I got Omicron three weeks after the booster and had a sore throat and slight cough, maybe one loose stool. No fever.
The vaccine didn't stop 3 out 3 family members from getting Omicron but it may have modified the course of the disease. Certainly the vaccine reaction I got was worse than the disease I experienced. When it was all planned nobody knew the Omicron variant was coming. I know people who got previous variants and got a lot sicker. I know quite a few people who got Omicron and it was no big deal, but one of them wound up in the hospital with double pneumonia.
I don't like the trolley problem as a paradigm because even though it approximates real situations it distorts them enough that it obscures rather than reveals real moral dilemmas.
I am struck by this. The mRNA vaccines can be developed, tested and deployed at "warp speed" compared to any vaccines in the past. Yet, Omicron was discovered around Thanksgiving and exploded such I (presumably the median person) got it less than two months later.
I'd imagine that an mRNA vaccine targeted for Omicron would be super effective. The experts started working on an updated vaccine within a few days of the discovery but even working at "warp speed" it seems that Omicron will have run its course by the time a vaccine is ready -- a completely different situation from the previous variants.
If someone wants to protect themselves from the virus, let them take the vaccine, but don't impose it on others as a proselytization of salvation. Even if they are truly doing it to keep other people around them safe, or truly do have someone's best interest at heart, nothing justifies the forceful baptism of another individual.
If anything, learn from stories online about children abused by narcisstic parents. Stories of having parents who think they know better for you than what you know for yourself, to have parents who demand encroaching power over their children's personal space, to have parents that want to abuse you and your body for their own psychological issues. What is going on is undeniable narcissism charading as "I know what's best for you" / "I do it because I love you".
Even if we had undeniable proof that vaccines work 100% of the time, even if we knew vaccines took our souls to heaven, even if we knew undeniably that vaccines would save us from brimstone and fire, no amount of state power should be allowed to exert that much control over an individual.
So yes, it is a classic trolley problem, in the sense that it is a decision to save the highest number than to save an individual. And those in support of vaccinating others not themselves are deliberately choosing to save the number 5 over an individual, which as I've ranted on you, is incredibly narcissistic. Because if they really cared about someone else, they would let them choose their own path, regardless of salvation or damnation.

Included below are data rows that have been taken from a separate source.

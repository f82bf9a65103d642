mod fixtures;
pub use fixtures::*;

// Re-export commonly used types from skincal for tests
pub use skincal::{
    Bound, CalibrationError, CalibrationFile, CalibrationSession, Channel, SessionSettings,
    ThresholdTable,
};
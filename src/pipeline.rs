use image::{DynamicImage, GrayImage};
use log::{debug, info};
use std::collections::HashMap;
use std::path::{Path, PathBuf};
use anyhow::Result;

/// How the three channels of a pipeline image must be read
#[derive(Debug, Clone, Copy, PartialEq, Eq)]
pub enum ColorSpace {
    Rgb,
    YCrCb,
}

/// Data that flows through the pipeline
/// Each PipelineData is one frame plus whatever the steps learned about it
#[derive(Clone)]
pub struct PipelineData {
    /// The image data (RGB, YCrCb packed as RGB, or a grayscale mask)
    pub image: DynamicImage,

    /// Interpretation of `image`'s channels
    pub space: ColorSpace,

    /// Foreground mask attached by the background step
    pub mask: Option<GrayImage>,

    /// Pixels accepted by every channel threshold (and the foreground mask, if any)
    pub skin_mask: Option<GrayImage>,

    /// Metadata for tracking properties (e.g., "foreground_ratio", "skin_ratio")
    pub metadata: HashMap<String, MetadataValue>,
}

/// Metadata value types
#[derive(Debug, Clone)]
pub enum MetadataValue {
    Bool(bool),
    Float(f32),
    Int(i32),
}

impl PipelineData {
    /// Create PipelineData for a full RGB frame
    pub fn from_image(image: DynamicImage) -> Self {
        let image = DynamicImage::ImageRgb8(image.to_rgb8());
        Self {
            image,
            space: ColorSpace::Rgb,
            mask: None,
            skin_mask: None,
            metadata: HashMap::new(),
        }
    }

    /// Add metadata
    pub fn with_metadata(mut self, key: impl Into<String>, value: MetadataValue) -> Self {
        self.metadata.insert(key.into(), value);
        self
    }

    /// Get metadata as bool
    pub fn get_bool(&self, key: &str) -> Option<bool> {
        match self.metadata.get(key) {
            Some(MetadataValue::Bool(v)) => Some(*v),
            _ => None,
        }
    }

    /// Get metadata as float
    pub fn get_float(&self, key: &str) -> Option<f32> {
        match self.metadata.get(key) {
            Some(MetadataValue::Float(v)) => Some(*v),
            _ => None,
        }
    }

    pub fn get_int(&self, key: &str) -> Option<i32> {
        match self.metadata.get(key) {
            Some(MetadataValue::Int(v)) => Some(*v),
            _ => None,
        }
    }

    /// Fail with the step name when an earlier step did not run
    pub fn require_space(&self, space: ColorSpace, step: &str) -> Result<()> {
        if self.space != space {
            return Err(anyhow::anyhow!(
                "{} expects {:?} input but got {:?}",
                step,
                space,
                self.space
            ));
        }
        Ok(())
    }
}

/// Debug configuration for pipeline execution
#[derive(Clone, Debug)]
pub struct DebugConfig {
    /// Root directory for debug outputs
    pub output_dir: PathBuf,
}

/// Create `dir`, or check that an existing one is empty
pub fn prepare_debug_dir(dir: &Path) -> Result<()> {
    if dir.exists() {
        let entries = std::fs::read_dir(dir)?;
        if entries.count() > 0 {
            return Err(anyhow::anyhow!("Debug directory is not empty: {}", dir.display()));
        }
    } else {
        std::fs::create_dir_all(dir)?;
    }
    Ok(())
}

/// Context available to all pipeline steps
#[derive(Clone)]
pub struct PipelineContext {
    pub verbose: bool,
    pub debug: Option<DebugConfig>,
}

impl PipelineContext {
    fn debug_dir(&self) -> Option<&Path> {
        self.debug.as_ref().map(|d| d.output_dir.as_path())
    }
}

/// Trait that all pipeline steps must implement
pub trait PipelineStep: Send + Sync {
    /// Process data and return transformed data
    fn process(&self, data: Vec<PipelineData>, context: &PipelineContext) -> Result<Vec<PipelineData>>;

    /// Human-readable name for this step (used in verbose output)
    fn name(&self) -> &str;
}

/// Composable pipeline builder
pub struct Pipeline {
    steps: Vec<Box<dyn PipelineStep>>,
    context: PipelineContext,
}

impl Pipeline {
    /// Create a new empty pipeline
    pub fn new() -> Self {
        Self {
            steps: Vec::new(),
            context: PipelineContext {
                verbose: false,
                debug: None,
            },
        }
    }

    /// Enable verbose output
    pub fn with_verbose(mut self, verbose: bool) -> Self {
        self.context.verbose = verbose;
        self
    }

    /// Enable debug mode with output directory
    /// The directory must be empty or non-existent
    pub fn with_debug(mut self, output_dir: PathBuf) -> Result<Self> {
        prepare_debug_dir(&output_dir)?;
        self.context.debug = Some(DebugConfig {
            output_dir,
        });

        Ok(self)
    }

    /// Add a processing step to the pipeline
    pub fn add_step(mut self, step: Box<dyn PipelineStep>) -> Self {
        self.steps.push(step);
        self
    }

    pub fn step_names(&self) -> Vec<&str> {
        self.steps.iter().map(|s| s.name()).collect()
    }

    /// Run every step on an input frame
    pub fn run(&self, input: DynamicImage) -> Result<Vec<PipelineData>> {
        self.run_partial(input, self.steps.len())
    }

    /// Run the pipeline but stop after `num_steps` steps (useful for debugging)
    pub fn run_partial(&self, input: DynamicImage, num_steps: usize) -> Result<Vec<PipelineData>> {
        if let Some(dir) = self.context.debug_dir() {
            let input_dir = dir.join("00_input");
            std::fs::create_dir_all(&input_dir)?;
            input.save(input_dir.join("01.png"))
                .map_err(|e| anyhow::anyhow!("Failed to save debug input: {}", e))?;
            debug!("Debug: saved 00_input/01.png");
        }

        let mut data = vec![PipelineData::from_image(input)];

        for (step_idx, step) in self.steps.iter().take(num_steps).enumerate() {
            if self.context.verbose {
                info!("Running step {}: {} (processing {} items)", step_idx + 1, step.name(), data.len());
            }

            data = step.process(data, &self.context)?;
            self.save_debug_outputs(step_idx, step.name(), &data)?;

            debug!("  → {} items", data.len());
        }

        Ok(data)
    }

    fn save_debug_outputs(&self, step_idx: usize, step_name: &str, data: &[PipelineData]) -> Result<()> {
        let Some(dir) = self.context.debug_dir() else {
            return Ok(());
        };

        let step_dir_name = format!("{:02}_{}", step_idx + 1,
            step_name.to_lowercase().replace(' ', "_"));
        let step_dir = dir.join(&step_dir_name);
        std::fs::create_dir_all(&step_dir)?;

        for (idx, item) in data.iter().enumerate() {
            let output_path = step_dir.join(format!("{:02}.png", idx + 1));
            item.image.save(&output_path)
                .map_err(|e| anyhow::anyhow!("Failed to save debug image: {}", e))?;

            let masks = [("mask", &item.mask), ("skin", &item.skin_mask)];
            for (suffix, mask) in masks {
                if let Some(mask) = mask {
                    let mask_path = step_dir.join(format!("{:02}_{}.png", idx + 1, suffix));
                    mask.save(&mask_path)
                        .map_err(|e| anyhow::anyhow!("Failed to save debug mask: {}", e))?;
                }
            }
        }

        debug!("Debug: saved {} images to {}/", data.len(), step_dir_name);
        Ok(())
    }
}

impl Default for Pipeline {
    fn default() -> Self {
        Self::new()
    }
}
use image::{GrayImage, Luma, Rgb};

use crate::models::{Channel, ThresholdTable};
use crate::segmentation::color::YccImage;

/// Build a 256-entry table that zeroes everything outside the open band `(low, high)`
pub fn build_lut(low: u8, high: u8) -> [u8; 256] {
    let mut lut = [0u8; 256];
    for (j, entry) in lut.iter_mut().enumerate() {
        let value = j as u8;
        *entry = if value <= low || value >= high { 0 } else { value };
    }
    lut
}

/// One lookup table per YCrCb channel
#[derive(Clone)]
pub struct ChannelLuts {
    tables: [[u8; 256]; 3],
}

impl ChannelLuts {
    pub fn from_table(thresholds: &ThresholdTable) -> Self {
        let tables = Channel::ALL.map(|ch| {
            let (low, high) = thresholds.band(ch);
            build_lut(low, high)
        });
        Self { tables }
    }

    pub fn lookup(&self, channel: Channel, value: u8) -> u8 {
        self.tables[channel.index()][value as usize]
    }

    /// Run every channel of a pixel through its table
    pub fn apply_pixel(&self, pixel: Rgb<u8>) -> Rgb<u8> {
        Rgb([
            self.tables[0][pixel[0] as usize],
            self.tables[1][pixel[1] as usize],
            self.tables[2][pixel[2] as usize],
        ])
    }

    /// All three channels survive the lookup
    pub fn accepts(&self, pixel: Rgb<u8>) -> bool {
        (0..3).all(|c| self.tables[c][pixel[c] as usize] != 0)
    }
}

/// Apply each channel's threshold table and recombine the channels
pub fn threshold_skin_color(img: &YccImage, thresholds: &ThresholdTable) -> YccImage {
    let luts = ChannelLuts::from_table(thresholds);
    let mut out = img.clone();
    for pixel in out.pixels_mut() {
        *pixel = luts.apply_pixel(*pixel);
    }
    out
}

/// Binary skin mask: 255 where every channel passes its band
pub fn skin_mask(img: &YccImage, thresholds: &ThresholdTable) -> GrayImage {
    let luts = ChannelLuts::from_table(thresholds);
    GrayImage::from_fn(img.width(), img.height(), |x, y| {
        if luts.accepts(*img.get_pixel(x, y)) {
            Luma([255u8])
        } else {
            Luma([0u8])
        }
    })
}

In a broader sense, I don't think anything is actually an instance of the trolley problem. It's a pathological thought experiment that has literally no options except to kill a certain number of innocent actors who have zero agency themselves. Maybe if you have exactly one organ, two patients, and it's known that there's zero chance of another one coming available in time, but even that seems farfetched to me
Taking a vaccine is Person A’s choice. In this case, the lever is:
Option 1: Get vaccinated and steer the COVID train away from myself and all the people I may infect if I get covid, but also steer the risk of myocarditis or whatever towards me.

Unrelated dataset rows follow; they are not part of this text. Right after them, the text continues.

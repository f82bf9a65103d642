pub mod background;
pub mod color;
pub mod morphology;
pub mod steps;
pub mod threshold;

use anyhow::Result;
use image::{DynamicImage, RgbImage};
use std::path::PathBuf;
use std::sync::atomic::{AtomicUsize, Ordering};

use crate::config::SessionSettings;
use crate::models::ThresholdTable;
use crate::pipeline::{Pipeline, PipelineData, prepare_debug_dir};
use steps::*;

/// Headless segmentation orchestrator: background frame + thresholds in, masked frames out
pub struct SegmentationPipeline {
    pub background: RgbImage,
    pub thresholds: ThresholdTable,
    pub settings: SessionSettings,
    pub verbose: bool,
    debug_out: Option<PathBuf>,
    /// Frames segmented so far; names each frame's debug subdirectory
    runs: AtomicUsize,
}

impl SegmentationPipeline {
    pub fn new(background: RgbImage, thresholds: ThresholdTable) -> Self {
        Self {
            background,
            thresholds,
            settings: SessionSettings::default(),
            verbose: false,
            debug_out: None,
            runs: AtomicUsize::new(0),
        }
    }

    pub fn with_settings(mut self, settings: SessionSettings) -> Self {
        self.settings = settings;
        self
    }

    pub fn with_verbose(mut self, verbose: bool) -> Self {
        self.verbose = verbose;
        self
    }

    /// Save every frame's intermediate images under `dir/frame_NNN/`.
    /// The directory must be empty or non-existent
    pub fn with_debug(mut self, dir: PathBuf) -> Result<Self> {
        prepare_debug_dir(&dir)?;
        self.debug_out = Some(dir);
        Ok(self)
    }

    /// Assemble the standard step chain
    pub fn build(&self) -> Pipeline {
        let mut pipeline = Pipeline::new()
            .with_verbose(self.verbose)
            .add_step(Box::new(YccConversionStep))
            .add_step(Box::new(ForegroundMaskStep {
                background: color::ycrcb_from_rgb(&self.background),
                config: self.settings.mixture.clone(),
            }))
            .add_step(Box::new(SkinThresholdStep {
                thresholds: self.thresholds,
            }));

        if self.settings.open_radius > 0 {
            pipeline = pipeline.add_step(Box::new(MaskCleanupStep {
                radius: self.settings.open_radius,
            }));
        }

        pipeline
            .add_step(Box::new(RgbConversionStep))
            .add_step(Box::new(ApplyMaskStep))
    }

    /// Segment one frame showing the hand
    pub fn segment(&self, frame: &RgbImage) -> Result<PipelineData> {
        if frame.dimensions() != self.background.dimensions() {
            return Err(crate::error::CalibrationError::dimension_mismatch(
                self.background.dimensions(),
                frame.dimensions(),
            )
            .into());
        }

        let mut pipeline = self.build();
        if let Some(dir) = &self.debug_out {
            let run = self.runs.fetch_add(1, Ordering::Relaxed) + 1;
            pipeline = pipeline.with_debug(dir.join(format!("frame_{:03}", run)))?;
        }
        let mut results = pipeline.run(DynamicImage::ImageRgb8(frame.clone()))?;
        results
            .pop()
            .ok_or_else(|| anyhow::anyhow!("Segmentation pipeline produced no output"))
    }
}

Option 2: keep the COVID train pointed at me and also the people I might infect, but also steer the myocarditis train away.
That is not a given. There is such an infinitesimally small number of serious adverse vaccine reactions even reported, let alone confirmed, that I don't think any conclusions can yet be drawn about who is likely to have an adverse vaccine reaction. So no, definitely not the trolley problem, where the risk of death is the same (100%) for all potential victims.